Both films revolve around reunions: Altman's around the 20th reunion of a James Dean fan club and Coppola's around the 25th of Buchanan High's class of 1960. Both transport us back to a time of pompadours, doo-wop and the turmoil of adolescent romance. But while Altman paints a portrait of psychological vulnerability on a par with A Woman Under the Influence, Coppola turns a woman's suspected insanity into a comedic set-up.
Peggy Sue (Kathleen Turner) faints at her high school reunion and wakes up in 1960. Her boyfriend and future ex-husband (Nicolas Cage) fronts a teen R&B group (which includes a crew-cutted Jim Carrey) and her little sister (a young Sofia Coppola) still has braces. Throwing social pressure to the wind, Peggy ditches the jocks to hang out with a bullied supernerd/future high-tech entrepreneur and a "commie beatnik" who smokes and reads Kerouac.
The comedic framework is provided by what James Gleick in Time Travel: A History calls "temporal dysphoria." She marvels at the decor, the outfits, and her dad's new Edsel Pacer: "It's so fifties!" According to Fredric Jameson, the first writer to name the 1950s as a distinct cultural phenomenon was Philip K. Dick in Time Out of Joint. The protagonist thinks he lives in a American small town in 1959, but it's actually decades later; the town and its inhabitants are an elaborate simulation to keep him comfortable. The book inspired The Truman Show (1998), with Jim Carrey cast as another all-American goody-two-shoes.

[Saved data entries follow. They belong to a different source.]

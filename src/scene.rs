//! Demo scene: a row of slanted bars of increasing width next to a spoked ring

use glam::{Vec3, Vec4};
use line_geometry::Vertex;

pub const BAR_COUNT: usize = 16;
pub const SPOKE_COUNT: usize = 32;

const BLACK: Vec4 = Vec4::new(0.0, 0.0, 0.0, 1.0);

/// Refill `lines` with the demo scene. The buffer is reused across frames.
pub fn generate_line_data(lines: &mut Vec<Vertex>) {
    lines.clear();

    // Half widths 0.5, 1.5, 2.5, ... so the first bar is sub-pixel
    for i in 0..BAR_COUNT {
        let x = -7.2 + 0.6 * i as f32;
        let half_width = 0.5 + i as f32;
        lines.push(Vertex::new(Vec3::new(x - 0.4, -2.0, 0.0), half_width, BLACK));
        lines.push(Vertex::new(Vec3::new(x + 0.4, 2.0, 0.0), half_width, BLACK));
    }

    let center = Vec3::new(4.5, 0.0, 0.0);
    let (inner, outer) = (0.4, 2.0);
    let d_theta = std::f32::consts::TAU / SPOKE_COUNT as f32;
    for i in 0..SPOKE_COUNT {
        let (sin, cos) = (i as f32 * d_theta).sin_cos();
        let spoke = Vec3::new(sin, cos, 0.0);
        lines.push(Vertex::new(center + spoke * inner, 1.0, BLACK));
        lines.push(Vertex::new(center + spoke * outer, 1.0, BLACK));
    }
}

#[cfg(test)]
mod tests {
    use super::*;

    #[test]
    fn test_scene_is_paired() {
        let mut lines = Vec::new();
        generate_line_data(&mut lines);
        assert_eq!(lines.len(), 2 * (BAR_COUNT + SPOKE_COUNT));
        assert!(line_geometry::segments(&lines).is_ok());
    }

    #[test]
    fn test_bar_widths_increase() {
        let mut lines = Vec::new();
        generate_line_data(&mut lines);
        let widths: Vec<f32> = lines[..2 * BAR_COUNT].iter().step_by(2).map(|v| v.half_width()).collect();
        assert_eq!(widths[0], 0.5);
        assert_eq!(widths[BAR_COUNT - 1], 15.5);
        assert!(widths.windows(2).all(|w| w[1] > w[0]));
    }

    #[test]
    fn test_spokes_span_ring() {
        let mut lines = Vec::new();
        generate_line_data(&mut lines);
        let center = Vec3::new(4.5, 0.0, 0.0);
        for pair in lines[2 * BAR_COUNT..].chunks_exact(2) {
            assert!(((pair[0].position() - center).length() - 0.4).abs() < 1e-5);
            assert!(((pair[1].position() - center).length() - 2.0).abs() < 1e-5);
        }
    }

    #[test]
    fn test_regeneration_replaces_contents() {
        let mut lines = Vec::new();
        generate_line_data(&mut lines);
        generate_line_data(&mut lines);
        assert_eq!(lines.len(), 2 * (BAR_COUNT + SPOKE_COUNT));
    }
}
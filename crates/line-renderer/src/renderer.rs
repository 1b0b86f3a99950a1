//! Line rendering engine: one device per strategy, one active at a time

use line_geometry::{FrameUniforms, LineConfig, LineError, Vertex};

use crate::cpu_lines::CpuLinesDevice;
use crate::device::{LineDevice, Strategy};
use crate::geometry_stage::GeometryStageDevice;
use crate::gl_lines::GlLinesDevice;
use crate::gpu_timer::GpuTimer;
use crate::instancing::InstancingDevice;
use crate::ssbo::SsboDevice;
use crate::tex_buffer::TexBufferDevice;

pub const CLEAR_COLOR: wgpu::Color = wgpu::Color::WHITE;

pub struct LineRenderer {
    devices: Vec<Box<dyn LineDevice>>,
    active: Strategy,
    count: u32,
    timer: Option<GpuTimer>,
}

impl LineRenderer {
    /// Build every backend up front so switching strategies never allocates.
    pub fn new(device: &wgpu::Device, format: wgpu::TextureFormat, config: &LineConfig) -> Result<Self, LineError> {
        config.validate()?;

        let mut devices: Vec<Box<dyn LineDevice>> = Vec::with_capacity(Strategy::ALL.len());
        for strategy in Strategy::ALL {
            let line_device: Box<dyn LineDevice> = match strategy {
                Strategy::GlLines => Box::new(GlLinesDevice::new(device, format, config)?),
                Strategy::CpuLines => Box::new(CpuLinesDevice::new(device, format, config)?),
                Strategy::GeometryStage => Box::new(GeometryStageDevice::new(device, format, config)?),
                Strategy::TexBuffer => Box::new(TexBufferDevice::new(device, format, config)?),
                Strategy::Ssbo => Box::new(SsboDevice::new(device, format, config)?),
                Strategy::Instancing => Box::new(InstancingDevice::new(device, format, config)?),
            };
            debug_assert_eq!(line_device.strategy(), strategy);
            devices.push(line_device);
        }

        log::info!("✓ Line renderer initialized with {} strategies", devices.len());

        Ok(Self {
            devices,
            active: Strategy::GlLines,
            count: 0,
            timer: GpuTimer::new(device),
        })
    }

    pub fn strategy(&self) -> Strategy {
        self.active
    }

    /// Switch backends. The next frame must call `update` before drawing anything.
    pub fn set_strategy(&mut self, strategy: Strategy) {
        if strategy != self.active {
            log::info!("Switched to {}", strategy.name());
            self.active = strategy;
            self.count = 0;
        }
    }

    /// Upload this frame's lines to the active backend.
    ///
    /// On error nothing is drawn until the next successful update.
    pub fn update(&mut self, queue: &wgpu::Queue, lines: &[Vertex], frame: &FrameUniforms) -> Result<u32, LineError> {
        self.count = 0;
        let count = self.devices[self.active.index()].update(queue, lines, frame)?;
        log::debug!("{}: {} lines -> draw count {}", self.active.name(), lines.len(), count);
        self.count = count;
        Ok(count)
    }

    /// Draw the last update into `view`. Returns the GPU milliseconds spent on
    /// the frame's passes when timestamp queries are available.
    pub fn render(&self, device: &wgpu::Device, queue: &wgpu::Queue, view: &wgpu::TextureView) -> Option<f32> {
        let line_device = &self.devices[self.active.index()];
        let timer = self.timer.as_ref();

        let mut encoder = device.create_command_encoder(&wgpu::CommandEncoderDescriptor {
            label: Some("Line Render Encoder"),
        });

        let prepared = line_device.prepare(&mut encoder, self.count, timer.map(GpuTimer::compute_writes));

        {
            let mut render_pass = encoder.begin_render_pass(&wgpu::RenderPassDescriptor {
                label: Some("Line Render Pass"),
                color_attachments: &[Some(wgpu::RenderPassColorAttachment {
                    view,
                    resolve_target: None,
                    ops: wgpu::Operations {
                        load: wgpu::LoadOp::Clear(CLEAR_COLOR),
                        store: wgpu::StoreOp::Store,
                    },
                    depth_slice: None,
                })],
                depth_stencil_attachment: None,
                timestamp_writes: timer.map(|timer| timer.render_writes(!prepared)),
                occlusion_query_set: None,
            });

            line_device.render(&mut render_pass, self.count);
        }

        if let Some(timer) = timer {
            timer.resolve(&mut encoder);
        }
        queue.submit(std::iter::once(encoder.finish()));

        timer.and_then(|timer| timer.read(device, queue))
    }
}

#[cfg(test)]
mod tests {
    use super::*;
    use glam::{Mat4, Vec2, Vec3, Vec4};
    use line_geometry::coverage;

    const SIZE: u32 = 64;
    const TARGET_FORMAT: wgpu::TextureFormat = wgpu::TextureFormat::Rgba8Unorm;

    fn create_device() -> Option<(wgpu::Device, wgpu::Queue)> {
        let instance = wgpu::Instance::new(&wgpu::InstanceDescriptor::default());
        let adapter = match pollster::block_on(instance.request_adapter(&wgpu::RequestAdapterOptions::default())) {
            Ok(adapter) => adapter,
            Err(err) => {
                eprintln!("skipping render test, no adapter: {err}");
                return None;
            }
        };
        let (device, queue) = pollster::block_on(adapter.request_device(&wgpu::DeviceDescriptor {
            label: Some("Test Device"),
            required_features: wgpu::Features::empty(),
            required_limits: adapter.limits(),
            memory_hints: wgpu::MemoryHints::default(),
            experimental_features: wgpu::ExperimentalFeatures::default(),
            trace: wgpu::Trace::Off,
        }))
        .unwrap();
        Some((device, queue))
    }

    /// Red channel inverted: black ink blended over the white clear.
    fn render_ink(
        device: &wgpu::Device,
        queue: &wgpu::Queue,
        renderer: &mut LineRenderer,
        strategy: Strategy,
        lines: &[Vertex],
        frame: &FrameUniforms,
    ) -> Vec<u8> {
        let target = device.create_texture(&wgpu::TextureDescriptor {
            label: Some("Test Target"),
            size: wgpu::Extent3d {
                width: SIZE,
                height: SIZE,
                depth_or_array_layers: 1,
            },
            mip_level_count: 1,
            sample_count: 1,
            dimension: wgpu::TextureDimension::D2,
            format: TARGET_FORMAT,
            usage: wgpu::TextureUsages::RENDER_ATTACHMENT | wgpu::TextureUsages::COPY_SRC,
            view_formats: &[],
        });
        let view = target.create_view(&wgpu::TextureViewDescriptor::default());

        renderer.set_strategy(strategy);
        renderer.update(queue, lines, frame).unwrap();
        renderer.render(device, queue, &view);

        // 64 RGBA8 texels is exactly the 256-byte row alignment
        let bytes_per_row = SIZE * 4;
        let staging = device.create_buffer(&wgpu::BufferDescriptor {
            label: Some("Test Staging Buffer"),
            size: u64::from(bytes_per_row * SIZE),
            usage: wgpu::BufferUsages::COPY_DST | wgpu::BufferUsages::MAP_READ,
            mapped_at_creation: false,
        });
        let mut encoder = device.create_command_encoder(&wgpu::CommandEncoderDescriptor {
            label: Some("Test Readback Encoder"),
        });
        encoder.copy_texture_to_buffer(
            wgpu::TexelCopyTextureInfo {
                texture: &target,
                mip_level: 0,
                origin: wgpu::Origin3d::ZERO,
                aspect: wgpu::TextureAspect::All,
            },
            wgpu::TexelCopyBufferInfo {
                buffer: &staging,
                layout: wgpu::TexelCopyBufferLayout {
                    offset: 0,
                    bytes_per_row: Some(bytes_per_row),
                    rows_per_image: Some(SIZE),
                },
            },
            wgpu::Extent3d {
                width: SIZE,
                height: SIZE,
                depth_or_array_layers: 1,
            },
        );
        queue.submit(std::iter::once(encoder.finish()));

        let slice = staging.slice(..);
        slice.map_async(wgpu::MapMode::Read, |_| {});
        device
            .poll(wgpu::PollType::Wait {
                submission_index: None,
                timeout: None,
            })
            .unwrap();
        let ink = slice.get_mapped_range().chunks_exact(4).map(|texel| 255 - texel[0]).collect();
        staging.unmap();
        ink
    }

    fn pixel(ink: &[u8], x: u32, y: u32) -> u8 {
        ink[(y * SIZE + x) as usize]
    }

    #[test]
    fn test_strategies_render_alike() {
        let Some((device, queue)) = create_device() else {
            return;
        };
        let config = LineConfig {
            max_vertices: 64,
            ..Default::default()
        };
        let mut renderer = LineRenderer::new(&device, TARGET_FORMAT, &config).unwrap();

        // Horizontal segment across the middle half of the target, 2 px half width
        let black = Vec4::new(0.0, 0.0, 0.0, 1.0);
        let lines = [
            Vertex::new(Vec3::new(-0.5, 0.0, 0.0), 4.0, black),
            Vertex::new(Vec3::new(0.5, 0.0, 0.0), 4.0, black),
        ];
        let aa_radius = Vec2::new(2.0, 2.0);
        let frame = FrameUniforms::new(Mat4::IDENTITY, Vec2::splat(SIZE as f32), aa_radius);

        let mut images = Vec::new();
        for strategy in Strategy::ALL {
            images.push((strategy, render_ink(&device, &queue, &mut renderer, strategy, &lines, &frame)));
        }

        let cpu = &images[Strategy::CpuLines.index()].1;
        assert!(cpu.iter().any(|&ink| ink > 0), "CPU lines drew nothing");

        let reference = &images[Strategy::GeometryStage.index()].1;
        for (strategy, ink) in &images[Strategy::TexBuffer.index()..] {
            let max_diff = reference
                .iter()
                .zip(ink)
                .map(|(a, b)| a.abs_diff(*b))
                .max()
                .unwrap_or(0);
            assert!(max_diff <= 1, "{strategy} differs from the geometry stage by {max_diff}");
        }

        // Row `SIZE / 2 + k` has its center k + 0.5 px below the line, 2k + 1 viewport units
        let line_width = 4.0 + aa_radius.x;
        let line_length = 0.5 * (SIZE as f32 + 2.0 * aa_radius.y);
        for (row, u) in [(32, 1.0), (34, 5.0), (36, 9.0)] {
            let expected = coverage(Vec4::new(u, 1.0, line_width, line_length), aa_radius) * 255.0;
            let actual = f32::from(pixel(reference, SIZE / 2, row));
            assert!((actual - expected).abs() <= 2.0, "row {row}: {actual} vs {expected}");
        }
        assert_eq!(pixel(reference, SIZE / 2, 32), 255);
        assert_eq!(pixel(reference, SIZE / 2, 36), 0);
        // Past the extended end of the segment
        assert_eq!(pixel(reference, 4, SIZE / 2), 0);
    }
}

With a few tweaks, the schizophrenic premise of Peggy Sue Got Married could produce deep anxiety. If Peggy wasn't sent back to a time of innocence and promise but one of hardship (like time spent in prison or undergoing chemotherapy), it might feel less like an adventure and more like a punishment. And if we were unsure about her mental stability, her cryptic allusions to having "a lifetime of experience" and being "a walking anachronism" would register as the sad ravings of a delusional, not as winks at the audience. But with Buddy Holly, The Duprees, and Lloyd Price on the soundtrack and Nick Cage's blond pompadour, it is a piece of cheerful nostalgia.